Ms. Gamble, then a principal at Omidyar Network, a philanthropic investment firm, struck him as a potential soul mate. A profile picture of a “Lord of the Rings” tattoo on her back telegraphed a relatable interest in fantasy fiction; she, too, liked the board game Settlers of Catan.
“I had been telling my co-clerks I was excited to go on a date with this Joelle person,” said Mr. Copeland, then a judicial law clerk at the U.S. District Court for the District of Columbia. But the date he had arranged at a Washington bar days after they started messaging on the app never happened. Though both had been convinced they would hit it off, Ms. Gamble diced the date with just hours to spare.
“I thought he was very cute, and he liked the same nerdy things I did, which basically is not that common,” she said. But “I was a little sporadic with my dating at the time.

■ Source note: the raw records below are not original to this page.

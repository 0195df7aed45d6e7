//! # blacklight-database
//!
//! Persistence for the BlackLight lounge: the store traits the service layer
//! depends on, their PostgreSQL implementations, an in-memory implementation
//! with the same atomicity guarantees, and the provider dispatch that picks
//! one of them from configuration.

pub mod connection;
pub mod error;
pub mod memory;
pub mod migration;
pub mod repositories;
pub mod store;

pub use connection::DatabasePool;
pub use memory::MemoryStore;
pub use store::{AdStore, BookingStore, OrderStore, ProductStore, RoomStore, Stores, UserStore};
//! Room type enumeration.

use serde::{Deserialize, Serialize};
use std::fmt;

/// Kind of room offered by the lounge.
#[derive(Debug, Clone, Copy, PartialEq, Eq, Hash, Serialize, Deserialize, sqlx::Type)]
#[sqlx(type_name = "room_type", rename_all = "lowercase")]
pub enum RoomType {
    #[serde(rename = "VIP")]
    Vip,
    Standard,
    Streaming,
    Cinema,
    Matches,
}

impl RoomType {
    /// Return the type as exposed on the wire.
    pub fn as_str(&self) -> &'static str {
        match self {
            Self::Vip => "VIP",
            Self::Standard => "Standard",
            Self::Streaming => "Streaming",
            Self::Cinema => "Cinema",
            Self::Matches => "Matches",
        }
    }
}

impl fmt::Display for RoomType {
    fn fmt(&self, f: &mut fmt::Formatter<'_>) -> fmt::Result {
        f.write_str(self.as_str())
    }
}

#[cfg(test)]
mod tests {
    use super::*;

    #[test]
    fn test_vip_wire_name() {
        assert_eq!(serde_json::to_string(&RoomType::Vip).unwrap(), "\"VIP\"");
        let parsed: RoomType = serde_json::from_str("\"Cinema\"").unwrap();
        assert_eq!(parsed, RoomType::Cinema);
    }
}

I didn’t know what I was doing or what I wanted.” Mr. Copeland, though “definitely bummed,” he said, responded with equanimity. “The text he sent me back after I canceled was so sweet I felt even worse.” More than a year later, when they matched again on Bumble, he was just as gracious.
Ms. Gamble, 33, is a self-described economic policy enthusiast. Until early March, she was a deputy assistant to the president and deputy director at the White House National Economic Council and is now looking for a new position. Her passion for public service comes from her parents, she said, who raised Ms. Gamble and her younger sister in Riverside, Calif. Both were Marines before her mother became a preschool teacher and her father a Los Angeles police officer.
Growing up, “I got used to thinking a lot about how to help other people,” she said. At U.C.L.A., where she graduated with a bachelor’s degree in international development studies, she was a student activist promoting college affordability. Her master’s degree in economics and public policy is from Princeton.